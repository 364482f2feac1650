use std::str;

use crate::builder::Builder;
use crate::error::Error;
use crate::header::parsing;
use crate::header::{Encoding, Header, Quality, QualityItem};

/// `Accept-Encoding` header, defined in
/// [RFC2616](https://tools.ietf.org/html/rfc2616#section-14.3)
///
/// The `Accept-Encoding` header field can be used by user agents to
/// indicate what response content-codings are acceptable in the response.
/// An `identity` token is used as a synonym for "no encoding" in order to
/// communicate when no encoding is preferred.
///
/// The `identity` coding is always acceptable, unless specifically refused
/// with `identity;q=0`, or because the field includes `*;q=0` and does not
/// list `identity` explicitly. If the field is empty or absent, only
/// `identity` is acceptable.
///
/// # ABNF
///
/// ```text
/// Accept-Encoding  = #( codings [ weight ] )
/// codings          = content-coding / "identity" / "*"
/// ```
///
/// # Example values
/// * `compress, gzip`
/// * ``
/// * `*`
/// * `compress;q=0.5, gzip;q=1.0`
/// * `gzip;q=1.0, identity; q=0.5, *;q=0`
///
/// # Examples
///
/// ```
/// use negotiate::header::{AcceptEncoding, Header};
///
/// let encoding = AcceptEncoding::parse_header(Some("gzip;q=1.0, *;q=0"));
///
/// assert_eq!(encoding.preferred_encoding(), Some("gzip"));
/// assert!(!encoding.is_accepted("identity"));
/// assert!(!encoding.is_accepted("deflate"));
/// ```
#[derive(Clone, Debug)]
pub struct AcceptEncoding {
    raw: Option<String>,
    encodings: Vec<QualityItem<Encoding>>,
    config: Builder,
}

impl AcceptEncoding {
    pub(crate) fn parse_with(raw: Option<&str>, config: &Builder) -> AcceptEncoding {
        let mut items: Vec<(usize, QualityItem<Encoding>)> = config
            .entries(raw)
            .into_iter()
            .map(|entry| {
                let encoding = Encoding::from_token(&entry.token);
                (entry.order, QualityItem::new(encoding, entry.quality))
            })
            .collect();

        let has_identity = items.iter().any(|(_, item)| item.item == Encoding::Identity);
        let star_refuses = items
            .iter()
            .any(|(_, item)| item.item == Encoding::Star && !item.quality.is_acceptable());
        if !has_identity && !star_refuses {
            debug!("Accept-Encoding does not refuse identity, adding it");
            items.push((items.len(), QualityItem::new(Encoding::Identity, Quality::ONE)));
        }

        let encodings = parsing::rank_by(items, |encoding| *encoding != Encoding::Star);
        trace!("Accept-Encoding ranked: {:?}", encodings);

        AcceptEncoding {
            raw: raw.map(str::to_owned),
            encodings,
            config: config.clone(),
        }
    }

    /// The acceptable codings, most preferred first, `identity` included
    /// when it is acceptable by default.
    pub fn encodings(&self) -> impl Iterator<Item = &Encoding> + '_ {
        self.encodings
            .iter()
            .filter(|item| item.quality.is_acceptable())
            .map(|item| &item.item)
    }

    /// The coding the client prefers most.
    ///
    /// `None` only when nothing at all is acceptable, as with `*;q=0`.
    pub fn preferred_encoding(&self) -> Option<&str> {
        self.encodings().next().map(Encoding::as_str)
    }

    /// The weight the client gives to `encoding`.
    ///
    /// A coding listed by name takes its own weight, refusals included.
    /// Otherwise a `*` decides, and without one only `identity` is
    /// acceptable.
    pub fn quality(&self, encoding: &str) -> Quality {
        let encoding = Encoding::from_token(encoding);
        if encoding == Encoding::Star {
            return parsing::weight_of(&self.encodings, |item| *item == Encoding::Star)
                .unwrap_or(Quality::ZERO);
        }
        parsing::weight_of(&self.encodings, |item| *item == encoding)
            .or_else(|| parsing::weight_of(&self.encodings, |item| *item == Encoding::Star))
            .unwrap_or(Quality::ZERO)
    }

    /// Whether `encoding` is acceptable to the client.
    pub fn is_accepted(&self, encoding: &str) -> bool {
        self.quality(encoding).is_acceptable()
    }

    /// Of the codings a server can apply, the one the client prefers.
    ///
    /// Ties go to the coding listed first in `available`.
    pub fn best_match<'a>(&self, available: &[&'a str]) -> Option<&'a str> {
        parsing::best_match(available, |encoding| self.quality(encoding))
    }
}

impl Header for AcceptEncoding {
    fn header_name() -> &'static str {
        "Accept-Encoding"
    }

    fn parse_header(raw: Option<&str>) -> AcceptEncoding {
        AcceptEncoding::parse_with(raw, &Builder::default())
    }

    fn value(&self) -> Option<&str> {
        self.raw.as_deref()
    }

    fn set_value(&mut self, raw: &str) {
        *self = AcceptEncoding::parse_with(Some(raw), &self.config);
    }
}

impl Default for AcceptEncoding {
    fn default() -> AcceptEncoding {
        AcceptEncoding::parse_header(None)
    }
}

impl str::FromStr for AcceptEncoding {
    type Err = Error;

    fn from_str(s: &str) -> Result<AcceptEncoding, Error> {
        Ok(AcceptEncoding::parse_header(Some(s)))
    }
}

YOUR INSTRUCTIONS :: Across the records, how many lines carry the word "does"? The answer should be a number alone.

OUTPUT OF THE TASK :: 2